Segment Open

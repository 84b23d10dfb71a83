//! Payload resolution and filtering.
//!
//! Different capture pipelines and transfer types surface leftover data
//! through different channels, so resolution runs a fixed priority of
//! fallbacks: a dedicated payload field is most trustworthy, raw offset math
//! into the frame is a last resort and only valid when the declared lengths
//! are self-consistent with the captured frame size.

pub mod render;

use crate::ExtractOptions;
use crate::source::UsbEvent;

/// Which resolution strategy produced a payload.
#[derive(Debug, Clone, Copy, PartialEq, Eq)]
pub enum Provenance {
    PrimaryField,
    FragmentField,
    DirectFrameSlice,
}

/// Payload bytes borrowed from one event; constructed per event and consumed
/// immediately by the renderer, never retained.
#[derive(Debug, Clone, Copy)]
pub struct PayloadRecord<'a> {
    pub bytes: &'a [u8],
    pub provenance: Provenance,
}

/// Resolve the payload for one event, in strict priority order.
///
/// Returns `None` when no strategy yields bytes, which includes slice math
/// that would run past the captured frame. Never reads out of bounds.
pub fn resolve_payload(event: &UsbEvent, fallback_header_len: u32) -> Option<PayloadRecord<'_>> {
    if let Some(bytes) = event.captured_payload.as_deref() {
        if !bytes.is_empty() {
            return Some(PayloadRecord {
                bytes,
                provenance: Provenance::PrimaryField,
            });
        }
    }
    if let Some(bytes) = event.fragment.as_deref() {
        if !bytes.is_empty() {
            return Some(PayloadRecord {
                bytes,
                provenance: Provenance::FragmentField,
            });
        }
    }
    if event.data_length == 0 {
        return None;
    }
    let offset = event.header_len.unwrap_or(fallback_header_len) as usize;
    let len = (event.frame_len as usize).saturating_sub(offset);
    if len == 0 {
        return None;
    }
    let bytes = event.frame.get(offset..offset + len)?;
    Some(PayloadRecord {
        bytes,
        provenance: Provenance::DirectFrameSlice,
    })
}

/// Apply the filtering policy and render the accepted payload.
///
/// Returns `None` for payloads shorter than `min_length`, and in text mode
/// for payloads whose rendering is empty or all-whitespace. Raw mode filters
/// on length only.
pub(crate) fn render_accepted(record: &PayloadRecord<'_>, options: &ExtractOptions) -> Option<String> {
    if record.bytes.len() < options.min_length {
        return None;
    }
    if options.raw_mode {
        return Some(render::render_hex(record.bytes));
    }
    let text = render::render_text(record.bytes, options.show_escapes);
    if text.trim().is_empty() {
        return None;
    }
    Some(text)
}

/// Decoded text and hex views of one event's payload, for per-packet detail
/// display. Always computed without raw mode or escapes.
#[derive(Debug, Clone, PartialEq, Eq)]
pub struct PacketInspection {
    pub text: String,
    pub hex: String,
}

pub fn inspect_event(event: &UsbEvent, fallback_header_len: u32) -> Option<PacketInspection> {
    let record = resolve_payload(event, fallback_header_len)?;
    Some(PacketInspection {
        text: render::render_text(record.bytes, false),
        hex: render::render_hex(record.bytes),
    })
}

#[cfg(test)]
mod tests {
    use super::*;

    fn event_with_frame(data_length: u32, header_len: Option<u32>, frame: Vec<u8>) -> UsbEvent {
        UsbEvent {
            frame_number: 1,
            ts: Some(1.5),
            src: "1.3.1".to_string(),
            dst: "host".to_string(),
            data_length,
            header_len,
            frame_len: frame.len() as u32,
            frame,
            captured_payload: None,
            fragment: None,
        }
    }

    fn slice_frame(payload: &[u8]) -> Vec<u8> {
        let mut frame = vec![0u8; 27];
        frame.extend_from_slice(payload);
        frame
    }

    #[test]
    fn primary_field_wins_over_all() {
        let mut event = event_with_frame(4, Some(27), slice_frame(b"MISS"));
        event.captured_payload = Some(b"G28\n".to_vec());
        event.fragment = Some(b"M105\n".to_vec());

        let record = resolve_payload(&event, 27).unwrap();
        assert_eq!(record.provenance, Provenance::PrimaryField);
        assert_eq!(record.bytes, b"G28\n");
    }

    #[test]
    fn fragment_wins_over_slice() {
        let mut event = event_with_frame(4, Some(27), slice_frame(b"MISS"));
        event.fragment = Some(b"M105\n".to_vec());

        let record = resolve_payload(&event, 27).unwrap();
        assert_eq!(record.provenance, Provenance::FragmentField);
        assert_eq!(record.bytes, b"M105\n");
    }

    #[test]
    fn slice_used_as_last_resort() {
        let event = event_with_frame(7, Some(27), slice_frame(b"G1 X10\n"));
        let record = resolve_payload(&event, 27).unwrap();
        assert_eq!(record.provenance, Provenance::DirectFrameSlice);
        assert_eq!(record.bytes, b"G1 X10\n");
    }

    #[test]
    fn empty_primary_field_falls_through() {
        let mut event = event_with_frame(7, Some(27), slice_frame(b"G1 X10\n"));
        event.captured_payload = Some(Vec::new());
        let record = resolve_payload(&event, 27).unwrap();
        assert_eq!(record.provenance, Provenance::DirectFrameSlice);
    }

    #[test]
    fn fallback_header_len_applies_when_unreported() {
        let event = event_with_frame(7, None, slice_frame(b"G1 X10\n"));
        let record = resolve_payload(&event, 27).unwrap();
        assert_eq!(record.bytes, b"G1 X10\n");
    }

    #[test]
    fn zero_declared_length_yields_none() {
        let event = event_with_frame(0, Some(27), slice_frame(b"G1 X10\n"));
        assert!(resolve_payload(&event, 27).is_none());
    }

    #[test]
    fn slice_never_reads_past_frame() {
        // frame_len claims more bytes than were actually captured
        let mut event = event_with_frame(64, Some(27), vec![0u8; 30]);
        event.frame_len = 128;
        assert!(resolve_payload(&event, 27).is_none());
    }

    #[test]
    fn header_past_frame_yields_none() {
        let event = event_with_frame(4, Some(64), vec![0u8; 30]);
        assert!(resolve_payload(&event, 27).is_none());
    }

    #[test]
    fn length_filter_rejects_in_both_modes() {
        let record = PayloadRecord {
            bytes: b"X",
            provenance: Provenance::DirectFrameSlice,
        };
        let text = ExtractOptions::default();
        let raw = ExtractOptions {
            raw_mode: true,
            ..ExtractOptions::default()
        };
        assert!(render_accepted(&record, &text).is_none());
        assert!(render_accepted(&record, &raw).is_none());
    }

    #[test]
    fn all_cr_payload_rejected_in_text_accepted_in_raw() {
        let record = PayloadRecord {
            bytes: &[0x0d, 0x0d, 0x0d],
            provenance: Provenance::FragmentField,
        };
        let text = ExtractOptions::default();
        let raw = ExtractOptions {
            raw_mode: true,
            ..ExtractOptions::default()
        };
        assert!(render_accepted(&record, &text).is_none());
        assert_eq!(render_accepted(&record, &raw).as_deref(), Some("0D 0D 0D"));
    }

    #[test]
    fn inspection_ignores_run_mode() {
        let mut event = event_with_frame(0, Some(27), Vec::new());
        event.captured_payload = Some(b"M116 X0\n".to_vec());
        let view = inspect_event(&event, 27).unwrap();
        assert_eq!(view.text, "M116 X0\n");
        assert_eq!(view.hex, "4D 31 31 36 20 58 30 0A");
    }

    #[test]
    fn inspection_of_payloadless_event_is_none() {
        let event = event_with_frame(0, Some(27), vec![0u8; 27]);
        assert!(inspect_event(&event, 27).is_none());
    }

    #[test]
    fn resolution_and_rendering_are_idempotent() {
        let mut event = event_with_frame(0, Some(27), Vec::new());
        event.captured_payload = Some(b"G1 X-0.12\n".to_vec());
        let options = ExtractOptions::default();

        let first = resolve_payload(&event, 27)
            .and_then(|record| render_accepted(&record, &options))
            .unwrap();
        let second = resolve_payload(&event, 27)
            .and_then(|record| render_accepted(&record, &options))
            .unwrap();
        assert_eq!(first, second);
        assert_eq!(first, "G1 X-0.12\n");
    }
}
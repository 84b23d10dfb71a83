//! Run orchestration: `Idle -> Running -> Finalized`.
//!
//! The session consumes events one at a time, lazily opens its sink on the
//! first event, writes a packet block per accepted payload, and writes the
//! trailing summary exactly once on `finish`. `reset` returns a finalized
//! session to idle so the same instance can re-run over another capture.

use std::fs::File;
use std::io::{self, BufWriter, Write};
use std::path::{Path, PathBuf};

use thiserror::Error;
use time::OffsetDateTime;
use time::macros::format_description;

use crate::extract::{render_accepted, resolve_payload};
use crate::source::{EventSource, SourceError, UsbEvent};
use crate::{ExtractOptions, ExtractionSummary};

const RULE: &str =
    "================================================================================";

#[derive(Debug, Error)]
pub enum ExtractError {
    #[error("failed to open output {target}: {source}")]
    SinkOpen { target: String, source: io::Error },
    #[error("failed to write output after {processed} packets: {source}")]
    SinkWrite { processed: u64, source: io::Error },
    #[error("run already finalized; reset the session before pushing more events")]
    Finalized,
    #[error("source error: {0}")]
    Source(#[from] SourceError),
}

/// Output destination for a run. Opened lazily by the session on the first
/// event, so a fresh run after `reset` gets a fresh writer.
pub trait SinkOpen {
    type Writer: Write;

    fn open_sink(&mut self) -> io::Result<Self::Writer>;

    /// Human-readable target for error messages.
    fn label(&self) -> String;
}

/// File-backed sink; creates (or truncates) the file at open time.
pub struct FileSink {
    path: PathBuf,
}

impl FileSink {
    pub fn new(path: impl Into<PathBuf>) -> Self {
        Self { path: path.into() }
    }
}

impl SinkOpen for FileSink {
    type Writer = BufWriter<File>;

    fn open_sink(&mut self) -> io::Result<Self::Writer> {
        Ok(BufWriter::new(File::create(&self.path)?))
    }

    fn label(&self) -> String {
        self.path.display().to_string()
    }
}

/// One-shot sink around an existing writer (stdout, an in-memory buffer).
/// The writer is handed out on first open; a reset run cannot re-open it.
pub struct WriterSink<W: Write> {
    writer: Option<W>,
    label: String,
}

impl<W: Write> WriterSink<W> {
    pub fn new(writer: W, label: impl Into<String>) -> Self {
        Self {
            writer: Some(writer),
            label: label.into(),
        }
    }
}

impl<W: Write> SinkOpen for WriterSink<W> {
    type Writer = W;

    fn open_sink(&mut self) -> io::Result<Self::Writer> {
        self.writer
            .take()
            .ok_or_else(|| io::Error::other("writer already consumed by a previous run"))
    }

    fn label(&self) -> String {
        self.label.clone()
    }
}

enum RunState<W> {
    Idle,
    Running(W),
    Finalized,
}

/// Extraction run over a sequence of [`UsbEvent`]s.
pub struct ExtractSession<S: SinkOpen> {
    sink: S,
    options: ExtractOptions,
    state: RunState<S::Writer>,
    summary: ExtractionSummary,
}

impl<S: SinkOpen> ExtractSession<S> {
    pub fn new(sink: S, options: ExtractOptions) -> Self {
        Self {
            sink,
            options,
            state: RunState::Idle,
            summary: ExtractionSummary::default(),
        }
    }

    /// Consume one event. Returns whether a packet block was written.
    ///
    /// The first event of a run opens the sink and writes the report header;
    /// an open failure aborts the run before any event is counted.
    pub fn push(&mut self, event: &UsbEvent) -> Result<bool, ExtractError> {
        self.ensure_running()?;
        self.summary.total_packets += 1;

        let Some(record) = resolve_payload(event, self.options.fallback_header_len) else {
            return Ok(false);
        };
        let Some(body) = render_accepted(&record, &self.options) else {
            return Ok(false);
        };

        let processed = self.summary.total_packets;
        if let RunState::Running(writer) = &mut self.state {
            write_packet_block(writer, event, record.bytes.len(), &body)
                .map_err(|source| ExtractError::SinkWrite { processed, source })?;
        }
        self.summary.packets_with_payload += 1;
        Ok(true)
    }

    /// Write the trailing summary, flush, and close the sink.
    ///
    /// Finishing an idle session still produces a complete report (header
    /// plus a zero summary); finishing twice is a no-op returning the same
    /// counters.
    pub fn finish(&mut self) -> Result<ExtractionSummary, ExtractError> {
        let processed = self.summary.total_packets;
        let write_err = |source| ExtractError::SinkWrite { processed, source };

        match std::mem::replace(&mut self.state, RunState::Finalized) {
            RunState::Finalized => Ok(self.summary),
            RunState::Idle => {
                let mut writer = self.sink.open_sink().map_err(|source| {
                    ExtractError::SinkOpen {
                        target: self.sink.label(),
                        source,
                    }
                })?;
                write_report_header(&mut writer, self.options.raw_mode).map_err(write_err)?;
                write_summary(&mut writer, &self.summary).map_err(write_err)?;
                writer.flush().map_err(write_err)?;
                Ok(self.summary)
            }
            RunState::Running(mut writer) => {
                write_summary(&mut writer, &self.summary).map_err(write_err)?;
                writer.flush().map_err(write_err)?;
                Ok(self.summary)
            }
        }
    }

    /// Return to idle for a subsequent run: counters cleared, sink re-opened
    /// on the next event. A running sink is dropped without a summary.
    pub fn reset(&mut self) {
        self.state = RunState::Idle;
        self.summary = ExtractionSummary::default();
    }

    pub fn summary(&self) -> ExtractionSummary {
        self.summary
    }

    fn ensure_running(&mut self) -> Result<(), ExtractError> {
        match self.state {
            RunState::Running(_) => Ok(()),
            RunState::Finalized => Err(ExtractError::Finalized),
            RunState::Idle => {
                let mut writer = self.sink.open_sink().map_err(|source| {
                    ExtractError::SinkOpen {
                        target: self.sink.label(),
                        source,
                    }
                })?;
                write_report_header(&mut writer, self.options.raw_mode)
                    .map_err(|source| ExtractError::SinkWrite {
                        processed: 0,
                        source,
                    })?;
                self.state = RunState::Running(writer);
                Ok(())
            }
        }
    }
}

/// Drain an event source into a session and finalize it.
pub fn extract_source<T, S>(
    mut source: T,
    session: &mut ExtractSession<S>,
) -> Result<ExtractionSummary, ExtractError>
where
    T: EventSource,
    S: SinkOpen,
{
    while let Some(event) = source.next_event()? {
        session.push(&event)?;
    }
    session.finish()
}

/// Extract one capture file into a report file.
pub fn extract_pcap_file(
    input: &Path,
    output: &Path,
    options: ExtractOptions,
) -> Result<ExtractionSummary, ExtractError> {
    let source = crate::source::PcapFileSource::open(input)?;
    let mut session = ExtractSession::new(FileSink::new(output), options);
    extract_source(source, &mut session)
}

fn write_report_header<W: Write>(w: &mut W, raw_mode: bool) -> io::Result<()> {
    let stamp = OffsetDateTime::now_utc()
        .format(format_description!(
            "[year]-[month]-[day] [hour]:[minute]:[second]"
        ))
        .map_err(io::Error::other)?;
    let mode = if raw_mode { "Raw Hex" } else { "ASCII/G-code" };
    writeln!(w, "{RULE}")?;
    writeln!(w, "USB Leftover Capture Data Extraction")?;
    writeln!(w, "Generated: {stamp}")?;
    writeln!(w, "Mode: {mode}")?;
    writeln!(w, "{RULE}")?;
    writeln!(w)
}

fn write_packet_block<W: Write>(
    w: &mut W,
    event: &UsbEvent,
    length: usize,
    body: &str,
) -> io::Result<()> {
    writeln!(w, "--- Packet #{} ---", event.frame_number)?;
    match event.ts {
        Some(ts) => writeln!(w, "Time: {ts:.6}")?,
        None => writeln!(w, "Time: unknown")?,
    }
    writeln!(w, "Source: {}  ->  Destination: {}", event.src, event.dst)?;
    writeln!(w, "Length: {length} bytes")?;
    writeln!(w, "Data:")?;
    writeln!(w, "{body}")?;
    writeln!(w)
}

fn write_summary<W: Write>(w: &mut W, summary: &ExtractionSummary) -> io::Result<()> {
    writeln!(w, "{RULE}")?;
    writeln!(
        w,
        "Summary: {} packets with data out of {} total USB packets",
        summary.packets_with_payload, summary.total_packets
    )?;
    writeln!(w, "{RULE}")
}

Segment Closed

Action item
Print the lines above, unchanged, from the start of the records to the line with "raw offset math", including that final line.

Solution
repository 84b23d10dfb71a83
//! Payload resolution and filtering.
//!
//! Different capture pipelines and transfer types surface leftover data
//! through different channels, so resolution runs a fixed priority of
//! fallbacks: a dedicated payload field is most trustworthy, raw offset math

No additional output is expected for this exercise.